Is permanent feature sustainable?


I WAS pleasantly surprised by this year's Budget, which was innovative, comprehensive, fair and also seeks to reduce income inequality.

However, I am concerned that the Silver Support Scheme may have long-term negative consequences for the economy ("Silver Support to boost social security net"; Tuesday).

The scheme will be a permanent feature of Singapore's social safety net for the bottom 30 per cent of Singaporeans aged 65 and older.

It will cost $350 million in the first year and is likely to be raised over the years, when more Singaporeans turn 65 and the cost of living rises.

The premium Singapore places on the individual's work ethic has proven effective. However, this new pension scheme is a step backwards.

To fund the Budget, we are raising taxes for the top 5 per cent of income earners from 2017, assuming that this move will not affect our competitiveness.

But what about funding future increases of the Silver Support Scheme? What if the economy hits a recession?

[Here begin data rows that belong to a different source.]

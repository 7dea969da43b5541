//! Core Data Structures for the Dependency Index
//!
//! The persisted index is a JSON document (`generatedAt`, `root`, `stats`,
//! `nodes[]`). Unknown fields at any level are ignored so older binaries
//! can read indexes written by newer producers.
//!
//! @module trace/types

use std::collections::HashMap;
use std::path::{Path, PathBuf};

use chrono::{DateTime, Utc};
use serde::{Deserialize, Serialize};

use crate::core::error::ErrorReport;

// =============================================================================
// SOURCE KIND
// =============================================================================

/// Category of a tracked source file
#[derive(Debug, Clone, Copy, PartialEq, Eq, Hash, Default, Serialize, Deserialize)]
#[serde(rename_all = "lowercase")]
pub enum SourceKind {
    Ts,
    Tsx,
    Js,
    Jsx,
    /// Anything a newer producer emits that this build does not know
    #[default]
    #[serde(other)]
    Other,
}

impl SourceKind {
    /// Detect kind from a file extension
    pub fn from_path(path: &str) -> Self {
        match Path::new(path).extension().and_then(|e| e.to_str()) {
            Some("ts") => Self::Ts,
            Some("tsx") => Self::Tsx,
            Some("js") | Some("mjs") | Some("cjs") => Self::Js,
            Some("jsx") => Self::Jsx,
            _ => Self::Other,
        }
    }

    pub fn is_typescript(self) -> bool {
        matches!(self, Self::Ts | Self::Tsx)
    }
}

// =============================================================================
// SOURCE NODE
// =============================================================================

/// One tracked file and its outgoing import edges
#[derive(Debug, Clone, PartialEq, Eq, Serialize, Deserialize)]
pub struct SourceNode {
    /// Canonical `src/...` identifier
    pub id: String,
    /// Canonical ids this file imports, first occurrence order
    #[serde(default)]
    pub imports: Vec<String>,
    #[serde(default)]
    pub kind: SourceKind,
    /// Last-modified time in milliseconds since the Unix epoch
    #[serde(default)]
    pub mtime: u64,
}

impl SourceNode {
    /// Create a node, dropping duplicate imports
    pub fn new(id: impl Into<String>, imports: Vec<String>, mtime: u64) -> Self {
        let id = id.into();
        let kind = SourceKind::from_path(&id);
        let mut node = Self {
            id,
            imports,
            kind,
            mtime,
        };
        node.dedup_imports();
        node
    }

    /// Remove repeated import entries, keeping the first of each
    pub fn dedup_imports(&mut self) {
        let mut seen = std::collections::HashSet::new();
        self.imports.retain(|import| seen.insert(import.clone()));
    }
}

// =============================================================================
// DEPENDENCY INDEX
// =============================================================================

/// Summary numbers for an index
#[derive(Debug, Clone, Default, PartialEq, Eq, Serialize, Deserialize)]
#[serde(rename_all = "camelCase", default)]
pub struct IndexStats {
    /// Number of tracked files
    pub files: usize,
    /// Number of TypeScript files
    pub ts: usize,
    #[serde(skip_serializing_if = "Option::is_none")]
    pub generated_at: Option<DateTime<Utc>>,
    /// Age at the time the index was read (0 when freshly written)
    pub age_ms: u64,
}

/// The persisted module-dependency graph
#[derive(Debug, Clone, Serialize, Deserialize)]
#[serde(rename_all = "camelCase")]
pub struct DependencyIndex {
    pub generated_at: DateTime<Utc>,
    /// Absolute path the index was built against
    pub root: PathBuf,
    #[serde(default)]
    pub stats: IndexStats,
    nodes: Vec<SourceNode>,
    /// Producer-specific metadata, carried through untouched
    #[serde(default, skip_serializing_if = "Option::is_none")]
    pub metadata: Option<serde_json::Value>,
    #[serde(skip)]
    positions: HashMap<String, usize>,
}

impl DependencyIndex {
    /// Create an index from producer-supplied nodes
    pub fn new(root: impl Into<PathBuf>, nodes: Vec<SourceNode>) -> Self {
        let mut index = Self {
            generated_at: Utc::now(),
            root: root.into(),
            stats: IndexStats::default(),
            nodes,
            metadata: None,
            positions: HashMap::new(),
        };
        index.reindex();
        index.refresh_stats();
        index
    }

    /// Rebuild the id lookup table; the first node wins on duplicate ids
    pub(crate) fn reindex(&mut self) {
        self.positions.clear();
        for (pos, node) in self.nodes.iter_mut().enumerate() {
            node.dedup_imports();
            self.positions.entry(node.id.clone()).or_insert(pos);
        }
    }

    /// Order nodes by id so equal graphs serialize identically
    pub(crate) fn sort_nodes(&mut self) {
        self.nodes.sort_by(|a, b| a.id.cmp(&b.id));
        self.reindex();
    }

    /// Recompute file counts from the node list
    pub(crate) fn refresh_stats(&mut self) {
        self.stats.files = self.nodes.len();
        self.stats.ts = self
            .nodes
            .iter()
            .filter(|n| n.kind.is_typescript())
            .count();
        self.stats.generated_at = Some(self.generated_at);
    }

    /// All nodes, in producer order
    pub fn nodes(&self) -> &[SourceNode] {
        &self.nodes
    }

    /// Look up a node by canonical id
    pub fn node(&self, id: &str) -> Option<&SourceNode> {
        self.positions.get(id).map(|&pos| &self.nodes[pos])
    }

    /// Check whether an id is tracked
    pub fn contains(&self, id: &str) -> bool {
        self.positions.contains_key(id)
    }

    /// An import edge pointing outside the tracked set
    pub fn is_external(&self, id: &str) -> bool {
        !self.contains(id)
    }

    /// Age relative to `now` in milliseconds (clamped at zero)
    pub fn age_ms(&self, now: DateTime<Utc>) -> u64 {
        (now - self.generated_at).num_milliseconds().max(0) as u64
    }

    pub fn len(&self) -> usize {
        self.nodes.len()
    }

    pub fn is_empty(&self) -> bool {
        self.nodes.is_empty()
    }
}

// =============================================================================
// RESOLVER OUTPUT
// =============================================================================

/// One ranked resolver hit
#[derive(Debug, Clone, PartialEq, Eq, Serialize, Deserialize)]
pub struct Candidate {
    pub path: String,
    pub score: u32,
    pub reason: String,
    pub mtime: u64,
}

// =============================================================================
// TRACE RESULT
// =============================================================================

/// Outcome category of a trace
#[derive(Debug, Clone, Copy, PartialEq, Eq, Serialize, Deserialize)]
#[serde(rename_all = "lowercase")]
pub enum TraceStatus {
    Ok,
    Ambiguous,
    Error,
}

/// Sizes of the three dependency sets
#[derive(Debug, Clone, Copy, Default, PartialEq, Eq, Serialize, Deserialize)]
pub struct DepCounts {
    pub direct: usize,
    pub transitive: usize,
    pub reverse: usize,
}

/// The three dependency sets, as canonical ids
#[derive(Debug, Clone, Default, PartialEq, Eq, Serialize, Deserialize)]
pub struct DepSets {
    pub direct: Vec<String>,
    pub transitive: Vec<String>,
    pub reverse: Vec<String>,
}

impl DepSets {
    pub fn counts(&self) -> DepCounts {
        DepCounts {
            direct: self.direct.len(),
            transitive: self.transitive.len(),
            reverse: self.reverse.len(),
        }
    }
}

/// Route that renders a traced component (filled in by route analyzers)
#[derive(Debug, Clone, PartialEq, Eq, Serialize, Deserialize)]
pub struct RouteRef {
    pub path: String,
    pub file: String,
    pub line: u32,
    #[serde(default, skip_serializing_if = "Vec::is_empty")]
    pub roles: Vec<String>,
}

/// Backend endpoint a traced component calls (filled in by API scanners)
#[derive(Debug, Clone, PartialEq, Eq, Serialize, Deserialize)]
pub struct ApiRef {
    pub method: String,
    pub path: String,
    pub file: String,
    pub line: u32,
}

/// Result of one orchestrated trace
#[derive(Debug, Clone, PartialEq, Serialize)]
#[serde(rename_all = "camelCase")]
pub struct TraceResult {
    /// Raw user input
    pub entry: String,
    pub resolved_path: String,
    pub status: TraceStatus,
    #[serde(skip_serializing_if = "Option::is_none")]
    pub candidates: Option<Vec<Candidate>>,
    pub counts: DepCounts,
    pub deps: DepSets,
    #[serde(skip_serializing_if = "Option::is_none")]
    pub routes: Option<Vec<RouteRef>>,
    #[serde(skip_serializing_if = "Option::is_none")]
    pub api: Option<Vec<ApiRef>>,
    #[serde(skip_serializing_if = "Option::is_none")]
    pub component_references: Option<Vec<String>>,
    #[serde(skip_serializing_if = "Option::is_none")]
    pub plan: Option<RefactorPlan>,
    #[serde(skip_serializing_if = "Option::is_none")]
    pub error: Option<ErrorReport>,
}

impl TraceResult {
    /// A resolved trace with its dependency sets
    pub fn resolved(entry: impl Into<String>, resolved_path: impl Into<String>, deps: DepSets) -> Self {
        Self {
            entry: entry.into(),
            resolved_path: resolved_path.into(),
            status: TraceStatus::Ok,
            candidates: None,
            counts: deps.counts(),
            deps,
            routes: None,
            api: None,
            component_references: None,
            plan: None,
            error: None,
        }
    }

    /// An unresolved trace listing the tied candidates
    pub fn ambiguous(entry: impl Into<String>, candidates: Vec<Candidate>) -> Self {
        Self {
            status: TraceStatus::Ambiguous,
            candidates: Some(candidates),
            ..Self::resolved(entry, String::new(), DepSets::default())
        }
    }

    /// A terminal failure
    pub fn failed(entry: impl Into<String>, error: ErrorReport) -> Self {
        Self {
            status: TraceStatus::Error,
            error: Some(error),
            ..Self::resolved(entry, String::new(), DepSets::default())
        }
    }

    /// Exit code a CLI should report for this result
    pub fn exit_code(&self) -> i32 {
        use crate::core::exit_codes::{EXIT_AMBIGUOUS, EXIT_RESOLVER_FAILED, EXIT_SUCCESS};
        match self.status {
            TraceStatus::Ok => EXIT_SUCCESS,
            TraceStatus::Ambiguous => EXIT_AMBIGUOUS,
            TraceStatus::Error => self
                .error
                .as_ref()
                .map(|e| e.code)
                .unwrap_or(EXIT_RESOLVER_FAILED),
        }
    }
}

// =============================================================================
// REFACTOR PLAN
// =============================================================================

/// A computed, unexecuted relocation proposal
#[derive(Debug, Clone, PartialEq, Eq, Serialize, Deserialize)]
#[serde(rename_all = "camelCase")]
pub struct RefactorPlan {
    pub from: String,
    pub to: String,
    pub domain: String,
    pub slug: String,
    /// Number of files currently importing `from`
    pub import_updates: usize,
    #[serde(default)]
    pub notes: Vec<String>,
    /// Component may be referenced from both admin and public surfaces
    #[serde(default)]
    pub mixed_usage: bool,
}

/// A relocation as executed by an external codemod
#[derive(Debug, Clone, PartialEq, Eq, Serialize, Deserialize)]
#[serde(rename_all = "camelCase")]
pub struct RefactorResult {
    #[serde(flatten)]
    pub plan: RefactorPlan,
    pub success: bool,
    #[serde(default, skip_serializing_if = "Option::is_none")]
    pub error: Option<String>,
    #[serde(default)]
    pub files_touched: Vec<String>,
}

We should not promise the bottom 30 per cent a lifelong cash annuity when they hit 65. This could erode the strong work ethic, or lead to people underdeclaring their income.

Such goodies should be promised for only, say, four years, with the scheme being reviewed every four years, for future batches of the elderly.

This is because in the future, we could see the number of needy elderly folk fall, as people become better educated, better skilled and better able to take care of themselves.

The scheme could then be tweaked to support just the lowest 10 per cent of earners.